(Given records):
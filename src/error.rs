//! Error types for depbot
//!
//! This module defines all error types used throughout the application:
//! - HttpError: transport failures shared by registries and GitHub
//! - RegistryError: issues with package registry communication
//! - ManifestError: issues parsing or editing manifest files
//! - SourceError: issues fetching dependency files
//! - ResolutionError: the update decision could not be computed
//! - RewriteError: updated manifests or lockfiles could not be produced
//! - SubmissionError: the change could not be submitted
//! - ConfigError: invalid command-line configuration (fatal)

use std::path::PathBuf;
use thiserror::Error;

use crate::domain::Ecosystem;

/// Application-level error type
#[derive(Error, Debug)]
pub enum AppError {
    #[error(transparent)]
    Config(#[from] ConfigError),

    #[error(transparent)]
    Source(#[from] SourceError),

    #[error(transparent)]
    Manifest(#[from] ManifestError),

    #[error(transparent)]
    Resolution(#[from] ResolutionError),

    #[error(transparent)]
    Rewrite(#[from] RewriteError),

    #[error(transparent)]
    Submission(#[from] SubmissionError),
}

/// Transport-level HTTP failures
#[derive(Error, Debug)]
pub enum HttpError {
    /// 404 Not Found
    #[error("not found: {url}")]
    NotFound { url: String },

    /// Non-success status other than 404 and 429
    #[error("HTTP {status} from {url}: {message}")]
    Status {
        status: u16,
        url: String,
        message: String,
    },

    /// 429 Too Many Requests after every retry
    #[error("rate limit exceeded for {url}")]
    RateLimited { url: String },

    #[error("timeout while requesting {url}")]
    Timeout { url: String },

    #[error("request to {url} failed: {message}")]
    Network { url: String, message: String },

    /// Body could not be decoded
    #[error("invalid response from {url}: {message}")]
    InvalidResponse { url: String, message: String },

    /// The client itself could not be built
    #[error("failed to create HTTP client: {message}")]
    Client { message: String },
}

impl HttpError {
    /// Returns the HTTP status code carried by the error, if any
    pub fn status(&self) -> Option<u16> {
        match self {
            HttpError::NotFound { .. } => Some(404),
            HttpError::Status { status, .. } => Some(*status),
            HttpError::RateLimited { .. } => Some(429),
            _ => None,
        }
    }
}

/// Errors related to manifest file operations
#[derive(Error, Debug)]
pub enum ManifestError {
    /// Required manifest file missing from the fetched files
    #[error("manifest file not found: {path}")]
    NotFound { path: PathBuf },

    /// JSON parsing error (package.json, composer.json, lockfiles)
    #[error("failed to parse JSON in {path}: {message}")]
    JsonParseError { path: PathBuf, message: String },

    /// TOML parsing error (pyproject.toml, Cargo.toml, Cargo.lock)
    #[error("failed to parse TOML in {path}: {message}")]
    TomlParseError { path: PathBuf, message: String },

    /// Line-oriented format error (go.mod, Gemfile, Gemfile.lock)
    #[error("failed to parse {path}: {message}")]
    SyntaxError { path: PathBuf, message: String },

    /// Invalid version specification
    #[error("invalid version specification '{spec}' in {path}: {message}")]
    InvalidVersionSpec {
        path: PathBuf,
        spec: String,
        message: String,
    },

    /// Dependency is not declared where an edit was requested
    #[error("dependency '{package}' not found in {path}")]
    DependencyNotFound { path: PathBuf, package: String },
}

/// Errors related to package registry communication
#[derive(Error, Debug)]
pub enum RegistryError {
    /// Package not found in registry
    #[error("package '{package}' not found in {registry} registry")]
    PackageNotFound { package: String, registry: String },

    /// Request failed
    #[error("failed to fetch package '{package}' from {registry}: {source}")]
    Http {
        package: String,
        registry: String,
        #[source]
        source: HttpError,
    },

    /// Invalid response from registry
    #[error("invalid response from {registry} for '{package}': {message}")]
    InvalidResponse {
        package: String,
        registry: String,
        message: String,
    },
}

/// Errors raised while fetching dependency files
#[derive(Error, Debug)]
pub enum SourceError {
    /// The ecosystem's manifest does not exist in the directory
    #[error("{file} not found in {repository}{directory}")]
    ManifestNotFound {
        repository: String,
        directory: String,
        file: String,
    },

    /// The branch could not be resolved to a commit
    #[error("branch '{branch}' not found in {repository}")]
    BranchNotFound { repository: String, branch: String },

    #[error("failed to fetch from {repository}: {source}")]
    Http {
        repository: String,
        #[source]
        source: HttpError,
    },

    /// A provider SDK call failed
    #[error("failed to fetch from {repository}: {message}")]
    Api { repository: String, message: String },

    #[error("failed to read {path}: {source}")]
    Io {
        path: PathBuf,
        #[source]
        source: std::io::Error,
    },
}

/// The update decision could not be computed for a dependency
#[derive(Error, Debug)]
pub enum ResolutionError {
    #[error(transparent)]
    Registry(#[from] RegistryError),

    #[error(transparent)]
    Manifest(#[from] ManifestError),

    /// A version string could not be interpreted
    #[error("invalid version '{version}' for '{package}'")]
    InvalidVersion { package: String, version: String },

    /// The checker could not produce a target for an unlock scope it accepted
    #[error("no update target for '{package}' at unlock scope {scope}")]
    NoTarget { package: String, scope: String },
}

/// Updated files could not be produced
#[derive(Error, Debug)]
pub enum RewriteError {
    #[error(transparent)]
    Manifest(#[from] ManifestError),

    /// The package-manager command regenerating a lockfile failed
    #[error("{ecosystem} lockfile regeneration failed running `{command}`: {message}")]
    Lockfile {
        ecosystem: Ecosystem,
        command: String,
        message: String,
    },

    /// Rewriting produced no change
    #[error("no files changed while updating {dependencies}")]
    NothingChanged { dependencies: String },

    #[error("IO error at {path}: {source}")]
    Io {
        path: PathBuf,
        #[source]
        source: std::io::Error,
    },
}

/// The change could not be submitted
#[derive(Error, Debug)]
pub enum SubmissionError {
    #[error("{action} failed: {source}")]
    Http {
        action: String,
        #[source]
        source: HttpError,
    },

    /// The provider answered but refused the change
    #[error("{action} rejected: {message}")]
    Rejected { action: String, message: String },

    /// A provider SDK call failed
    #[error("{action} failed: {message}")]
    Api { action: String, message: String },

    #[error("no access token for {host}; set GITHUB_ACCESS_TOKEN")]
    MissingToken { host: String },

    #[error("failed to write {path}: {source}")]
    Io {
        path: PathBuf,
        #[source]
        source: std::io::Error,
    },
}

/// Errors related to configuration
#[derive(Error, Debug)]
pub enum ConfigError {
    /// One or more requested package managers are not known
    #[error("invalid package manager(s): {}; supported: {supported}", .invalid.join(", "))]
    InvalidEcosystems {
        invalid: Vec<String>,
        supported: String,
    },

    /// Nothing to do
    #[error("no package managers selected")]
    NoEcosystems,

    /// Invalid duration format
    #[error("invalid duration format '{value}': expected format like '2w', '10d', '1m'")]
    InvalidDuration { value: String },

    /// Conflicting options
    #[error("conflicting options: {message}")]
    ConflictingOptions { message: String },

    /// A token is required to read from or write to the host
    #[error("GITHUB_ACCESS_TOKEN is required for {host} unless --dry-run is given")]
    MissingToken { host: String },

    /// The codecommit provider has no region to address the repository in
    #[error("AWS_REGION is required for the codecommit provider")]
    MissingRegion,
}

impl ManifestError {
    /// Creates a new NotFound error
    pub fn not_found(path: impl Into<PathBuf>) -> Self {
        ManifestError::NotFound { path: path.into() }
    }

    /// Creates a new JsonParseError
    pub fn json_parse_error(path: impl Into<PathBuf>, message: impl Into<String>) -> Self {
        ManifestError::JsonParseError {
            path: path.into(),
            message: message.into(),
        }
    }

    /// Creates a new TomlParseError
    pub fn toml_parse_error(path: impl Into<PathBuf>, message: impl Into<String>) -> Self {
        ManifestError::TomlParseError {
            path: path.into(),
            message: message.into(),
        }
    }

    /// Creates a new SyntaxError
    pub fn syntax_error(path: impl Into<PathBuf>, message: impl Into<String>) -> Self {
        ManifestError::SyntaxError {
            path: path.into(),
            message: message.into(),
        }
    }

    /// Creates a new InvalidVersionSpec error
    pub fn invalid_version_spec(
        path: impl Into<PathBuf>,
        spec: impl Into<String>,
        message: impl Into<String>,
    ) -> Self {
        ManifestError::InvalidVersionSpec {
            path: path.into(),
            spec: spec.into(),
            message: message.into(),
        }
    }

    /// Creates a new DependencyNotFound error
    pub fn dependency_not_found(path: impl Into<PathBuf>, package: impl Into<String>) -> Self {
        ManifestError::DependencyNotFound {
            path: path.into(),
            package: package.into(),
        }
    }
}

impl RegistryError {
    /// Creates a new PackageNotFound error
    pub fn package_not_found(package: impl Into<String>, registry: impl Into<String>) -> Self {
        RegistryError::PackageNotFound {
            package: package.into(),
            registry: registry.into(),
        }
    }

    /// Wraps a transport error, turning 404 into PackageNotFound
    pub fn from_http(package: impl Into<String>, registry: impl Into<String>, source: HttpError) -> Self {
        let package = package.into();
        let registry = registry.into();
        match source {
            HttpError::NotFound { .. } => RegistryError::PackageNotFound { package, registry },
            source => RegistryError::Http {
                package,
                registry,
                source,
            },
        }
    }

    /// Creates a new InvalidResponse error
    pub fn invalid_response(
        package: impl Into<String>,
        registry: impl Into<String>,
        message: impl Into<String>,
    ) -> Self {
        RegistryError::InvalidResponse {
            package: package.into(),
            registry: registry.into(),
            message: message.into(),
        }
    }

    /// Returns the registry name for this ecosystem
    pub fn registry_name(ecosystem: Ecosystem) -> &'static str {
        match ecosystem {
            Ecosystem::NpmAndYarn => "npm",
            Ecosystem::Pip => "PyPI",
            Ecosystem::Cargo => "crates.io",
            Ecosystem::GoModules => "Go Proxy",
            Ecosystem::Bundler => "RubyGems",
            Ecosystem::Composer => "Packagist",
            _ => "unsupported",
        }
    }
}

impl SubmissionError {
    pub fn http(action: impl Into<String>, source: HttpError) -> Self {
        SubmissionError::Http {
            action: action.into(),
            source,
        }
    }
}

(Exercise):
Please return all lines above in which the string "codecommit" is found.

(Exercise result):
    /// The codecommit provider has no region to address the repository in
    #[error("AWS_REGION is required for the codecommit provider")]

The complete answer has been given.